Monday, November 3, 2014

Looking Forward to November 9, 2014 -- Words from Micah, Sunday Prior to Remembrance Day

The Scripture Readings for this week are:
  • Micah 6:6-8
  • Matthew 25:31-45
The Sermon title is What Should We Do??

Early Thoughts: How should we live?  It is the quintessential ethical question.  How should we live?  How should we make decisions?  How should we act?

Micah tells us to love kindness, do justice, walk humbly with God.  Great.  Now what exactly does that mean?

Micah 6:8 has a prominent place in a lot of United Church discourse.  It forms the base of our Minutes for Mission this year.  It gives the structure for a recent video about the work of the Mission & Service fund.  But what does it MEAN?

How do we do justice?  How do we love kindness?  How do we walk humbly with God?

I think it is not about acts.  I think it is about attitude.  Especially in the last two.  And that attitude leads us to act in different ways.  A while back I read a book called Switch.  And the authors suggested that real change is not made by an ongoing act of will.  Because we get tired and the will fails.  Real change happens when the underlying patterns/systems/attitudes have been adjusted.  We can, in the short term will ourselves to act in a certain way.  But if we have a different attitude then the acts we want to make are automatic, not an act of will.
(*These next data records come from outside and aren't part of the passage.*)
use std::{
    error::Error,
    io::{self},
    path::Path,
    process::exit,
    sync::{Arc, Mutex},
};

use clap::Parser;
use rusqlite::Connection;

use expense_tracker::{
    PasswordHash, User, ValidatedPassword,
    stores::{UserStore, sqlite::SQLiteUserStore},
};

/// A utility for changing the password for a registered user.
#[derive(Parser, Debug)]
#[command(version, about, long_about = None)]
struct Args {
    /// File path to the application SQLite database.
    #[arg(long)]
    db_path: String,

    /// The name of the user whose password should be reset.
    #[arg(long, short)]
    username: String,
}

fn main() -> Result<(), Box<dyn Error>> {
    let args = Args::parse();
    let db_path = Path::new(&args.db_path);
    validate_db_path(db_path);

    let connection = Connection::open(db_path)?;
    let mut store = SQLiteUserStore::new(Arc::new(Mutex::new(connection)));

    let user = match store.get_by_username(&args.username) {
        Ok(user) => user,
        Err(error) => {
            print_error(format!("Could not load user {}: {error}", args.username));
            exit(1);
        }
    };
    println!("Resetting password for {} ({})", user.username, user.email);

    let Some(password_hash) = get_new_password_hash(&user) else {
        return Ok(());
    };

    store.set_password(user.id, password_hash)?;
    println!("Password updated successfully!");

    Ok(())
}

fn validate_db_path(db_path: &Path) {
    match db_path.extension() {
        None => {
            print_error("Database path must include a file extension (e.g., 'my_database.db').");
            exit(1);
        }
        Some(extension) if extension.is_empty() => {
            print_error("Database path must include a file extension (e.g., 'my_database.db').");
            exit(1);
        }
        _ => {}
    }

    if !db_path.is_file() {
        print_error(format!("File does not exist at {db_path:#?}!"));
        exit(1);
    }
}

/// Prompt until the user enters the same strong password twice.
///
/// Returns `None` if stdin is closed or cannot be read.
fn get_new_password_hash(user: &User) -> Option<PasswordHash> {
    let user_inputs = [user.username.as_str(), user.email.as_str()];

    loop {
        println!();

        let first_password = prompt("Enter a new password: ")?;

        let validated_password = match ValidatedPassword::new(&first_password, &user_inputs) {
            Ok(password) => password,
            Err(error) => {
                print_error(error);
                continue;
            }
        };

        let second_password = prompt("Enter the same password again: ")?;

        if first_password != second_password {
            print_error("Passwords must match, try again.");
            continue;
        }

        match PasswordHash::new(validated_password, PasswordHash::DEFAULT_COST) {
            Ok(password_hash) => return Some(password_hash),
            Err(error) => print_error(format!("Could not hash password: {error}. Try again.")),
        }
    }
}

fn prompt(message: &str) -> Option<String> {
    match rpassword::prompt_password(message) {
        Ok(string) => Some(string),
        Err(error) if error.kind() == io::ErrorKind::UnexpectedEof => None,
        Err(error) => {
            print_error(format!("Could not read password from stdin: {error}"));
            None
        }
    }
}

fn print_error(error: impl ToString) {
    eprintln!(
        "\x1b[31;1m{}\x1b[0m",
        capitalise_first_char(&error.to_string())
    )
}

fn capitalise_first_char(string: &str) -> String {
    let mut chars = string.chars();
    let Some(first) = chars.next() else {
        return String::new();
    };
    first.to_uppercase().chain(chars).collect()
}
Which leads me to Matthew.  I love that passage, it is one of my favourite passages in Scripture.

It gives us a list of concrete actions that we could/should do.  But I think it also pushes us to see the world differently.  Not to see the "least of these" as those in need of charity but to see them as brothers and sisters deserving of our love and support.  When we see everybody in that way then how can we help but live as Micah (and Christ) challenge us?

It also strikes me that to live in this way is actually the path to peace as well.  Maybe this is what we need to hear on Remembrance Day--change how we see each other, change our priorities, change how we act.